→ **Supplied material**:
□ □ □
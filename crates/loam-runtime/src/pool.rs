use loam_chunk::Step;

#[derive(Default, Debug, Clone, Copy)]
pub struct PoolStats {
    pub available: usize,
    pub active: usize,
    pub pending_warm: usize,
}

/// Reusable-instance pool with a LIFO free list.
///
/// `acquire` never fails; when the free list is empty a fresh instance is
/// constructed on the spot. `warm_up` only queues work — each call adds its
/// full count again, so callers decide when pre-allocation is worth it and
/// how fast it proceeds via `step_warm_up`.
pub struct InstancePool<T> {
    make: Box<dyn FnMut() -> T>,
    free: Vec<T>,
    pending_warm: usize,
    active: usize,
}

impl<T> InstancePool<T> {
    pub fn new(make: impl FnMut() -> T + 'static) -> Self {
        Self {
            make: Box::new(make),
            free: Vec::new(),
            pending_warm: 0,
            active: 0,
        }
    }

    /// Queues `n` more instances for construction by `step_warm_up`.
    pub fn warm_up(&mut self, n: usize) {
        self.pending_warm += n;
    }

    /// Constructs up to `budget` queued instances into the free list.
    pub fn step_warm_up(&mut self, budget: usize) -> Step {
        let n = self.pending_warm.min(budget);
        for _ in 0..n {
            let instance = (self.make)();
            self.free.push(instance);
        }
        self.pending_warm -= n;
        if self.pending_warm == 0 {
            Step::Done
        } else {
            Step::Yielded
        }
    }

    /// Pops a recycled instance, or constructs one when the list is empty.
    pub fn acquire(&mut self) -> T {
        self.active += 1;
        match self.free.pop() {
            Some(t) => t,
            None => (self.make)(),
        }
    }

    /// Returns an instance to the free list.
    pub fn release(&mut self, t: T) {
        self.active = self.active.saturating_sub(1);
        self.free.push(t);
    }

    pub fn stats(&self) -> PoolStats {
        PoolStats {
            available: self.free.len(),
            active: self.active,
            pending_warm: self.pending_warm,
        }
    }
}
□ □ □
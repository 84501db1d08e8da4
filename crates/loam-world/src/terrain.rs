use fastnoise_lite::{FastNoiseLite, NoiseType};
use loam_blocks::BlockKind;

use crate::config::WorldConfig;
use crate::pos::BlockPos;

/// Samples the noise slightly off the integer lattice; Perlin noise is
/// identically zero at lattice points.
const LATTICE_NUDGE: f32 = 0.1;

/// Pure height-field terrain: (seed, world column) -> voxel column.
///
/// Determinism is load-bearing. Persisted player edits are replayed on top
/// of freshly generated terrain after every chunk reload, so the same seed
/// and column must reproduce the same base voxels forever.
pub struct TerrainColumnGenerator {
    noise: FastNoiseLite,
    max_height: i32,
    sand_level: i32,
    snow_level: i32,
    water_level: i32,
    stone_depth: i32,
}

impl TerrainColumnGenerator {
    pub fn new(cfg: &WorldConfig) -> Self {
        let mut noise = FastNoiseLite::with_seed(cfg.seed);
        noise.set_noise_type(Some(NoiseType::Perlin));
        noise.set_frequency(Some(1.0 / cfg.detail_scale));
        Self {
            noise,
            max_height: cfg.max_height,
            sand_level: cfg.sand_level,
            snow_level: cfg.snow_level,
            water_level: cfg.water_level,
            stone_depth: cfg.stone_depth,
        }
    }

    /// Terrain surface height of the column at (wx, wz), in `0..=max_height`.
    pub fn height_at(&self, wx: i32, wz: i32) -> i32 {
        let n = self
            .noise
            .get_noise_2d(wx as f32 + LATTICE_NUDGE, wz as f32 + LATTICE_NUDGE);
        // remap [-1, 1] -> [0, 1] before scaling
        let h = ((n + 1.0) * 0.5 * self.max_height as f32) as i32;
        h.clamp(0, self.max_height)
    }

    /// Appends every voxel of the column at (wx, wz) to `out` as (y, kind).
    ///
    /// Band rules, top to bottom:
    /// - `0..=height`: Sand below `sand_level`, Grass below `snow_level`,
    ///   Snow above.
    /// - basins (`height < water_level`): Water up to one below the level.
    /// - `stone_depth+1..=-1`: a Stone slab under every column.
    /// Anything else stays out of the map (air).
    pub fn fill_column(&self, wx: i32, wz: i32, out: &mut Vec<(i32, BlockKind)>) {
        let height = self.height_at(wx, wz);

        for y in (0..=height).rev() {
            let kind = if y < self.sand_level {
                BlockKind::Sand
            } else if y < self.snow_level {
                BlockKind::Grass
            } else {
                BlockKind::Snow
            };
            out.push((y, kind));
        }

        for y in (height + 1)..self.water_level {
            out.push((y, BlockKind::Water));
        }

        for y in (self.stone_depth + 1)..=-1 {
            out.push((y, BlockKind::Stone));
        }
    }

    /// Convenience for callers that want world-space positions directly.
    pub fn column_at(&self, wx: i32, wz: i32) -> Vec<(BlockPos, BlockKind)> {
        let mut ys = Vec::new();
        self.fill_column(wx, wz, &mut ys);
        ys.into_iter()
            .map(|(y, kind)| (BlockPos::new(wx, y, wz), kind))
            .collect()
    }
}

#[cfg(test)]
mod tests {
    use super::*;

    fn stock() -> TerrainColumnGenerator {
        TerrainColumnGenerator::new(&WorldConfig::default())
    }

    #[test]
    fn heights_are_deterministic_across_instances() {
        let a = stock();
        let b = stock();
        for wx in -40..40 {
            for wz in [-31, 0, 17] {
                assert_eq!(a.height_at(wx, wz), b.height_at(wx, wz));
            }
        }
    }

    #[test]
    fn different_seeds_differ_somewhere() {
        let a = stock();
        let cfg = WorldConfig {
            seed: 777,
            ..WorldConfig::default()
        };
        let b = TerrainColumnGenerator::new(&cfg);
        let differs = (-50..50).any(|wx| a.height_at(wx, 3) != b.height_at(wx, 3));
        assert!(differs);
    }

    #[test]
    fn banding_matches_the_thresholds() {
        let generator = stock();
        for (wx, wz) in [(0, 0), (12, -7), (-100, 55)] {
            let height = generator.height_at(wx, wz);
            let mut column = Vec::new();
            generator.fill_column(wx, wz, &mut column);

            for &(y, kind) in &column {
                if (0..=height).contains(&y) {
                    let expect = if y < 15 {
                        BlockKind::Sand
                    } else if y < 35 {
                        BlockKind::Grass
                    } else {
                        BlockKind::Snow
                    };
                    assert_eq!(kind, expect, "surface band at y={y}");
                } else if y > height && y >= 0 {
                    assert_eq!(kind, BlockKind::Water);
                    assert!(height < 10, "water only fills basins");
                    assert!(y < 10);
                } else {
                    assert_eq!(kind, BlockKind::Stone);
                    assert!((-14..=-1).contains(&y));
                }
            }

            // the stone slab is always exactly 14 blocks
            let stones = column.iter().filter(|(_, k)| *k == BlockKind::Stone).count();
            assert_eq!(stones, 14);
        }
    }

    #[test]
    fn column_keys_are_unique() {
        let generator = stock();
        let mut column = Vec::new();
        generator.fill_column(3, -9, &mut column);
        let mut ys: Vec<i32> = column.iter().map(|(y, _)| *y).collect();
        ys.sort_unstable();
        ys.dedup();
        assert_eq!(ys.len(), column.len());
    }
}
□ □ □
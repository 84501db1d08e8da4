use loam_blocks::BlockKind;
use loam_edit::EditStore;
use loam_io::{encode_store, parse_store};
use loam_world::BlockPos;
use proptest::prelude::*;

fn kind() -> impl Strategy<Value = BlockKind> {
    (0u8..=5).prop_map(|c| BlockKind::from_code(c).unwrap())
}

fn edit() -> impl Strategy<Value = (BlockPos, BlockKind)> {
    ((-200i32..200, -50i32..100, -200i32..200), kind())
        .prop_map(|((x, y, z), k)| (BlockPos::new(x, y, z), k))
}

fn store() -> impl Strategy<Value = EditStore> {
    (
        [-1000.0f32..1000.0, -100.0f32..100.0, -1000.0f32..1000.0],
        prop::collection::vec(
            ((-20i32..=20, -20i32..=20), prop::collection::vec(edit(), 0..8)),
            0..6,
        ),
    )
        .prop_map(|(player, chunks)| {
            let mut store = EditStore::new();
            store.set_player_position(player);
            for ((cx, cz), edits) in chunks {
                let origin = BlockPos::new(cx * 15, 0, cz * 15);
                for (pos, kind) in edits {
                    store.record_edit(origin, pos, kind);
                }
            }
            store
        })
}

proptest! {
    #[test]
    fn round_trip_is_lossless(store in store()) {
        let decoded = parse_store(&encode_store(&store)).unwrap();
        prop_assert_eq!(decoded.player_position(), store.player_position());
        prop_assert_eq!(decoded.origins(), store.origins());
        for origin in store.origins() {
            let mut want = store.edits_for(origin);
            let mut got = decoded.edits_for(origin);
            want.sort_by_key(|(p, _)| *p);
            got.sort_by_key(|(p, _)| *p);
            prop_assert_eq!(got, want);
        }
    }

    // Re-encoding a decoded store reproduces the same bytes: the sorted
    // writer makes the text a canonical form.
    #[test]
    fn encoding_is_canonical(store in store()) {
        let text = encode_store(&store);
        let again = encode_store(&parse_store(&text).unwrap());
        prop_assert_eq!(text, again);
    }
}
□ □ □
→ **Exercise instructions**: Check each line of the listing above for the string "NoiseType" and return those that contain it.

→ **Answer area**:
use fastnoise_lite::{FastNoiseLite, NoiseType};
        noise.set_noise_type(Some(NoiseType::Perlin));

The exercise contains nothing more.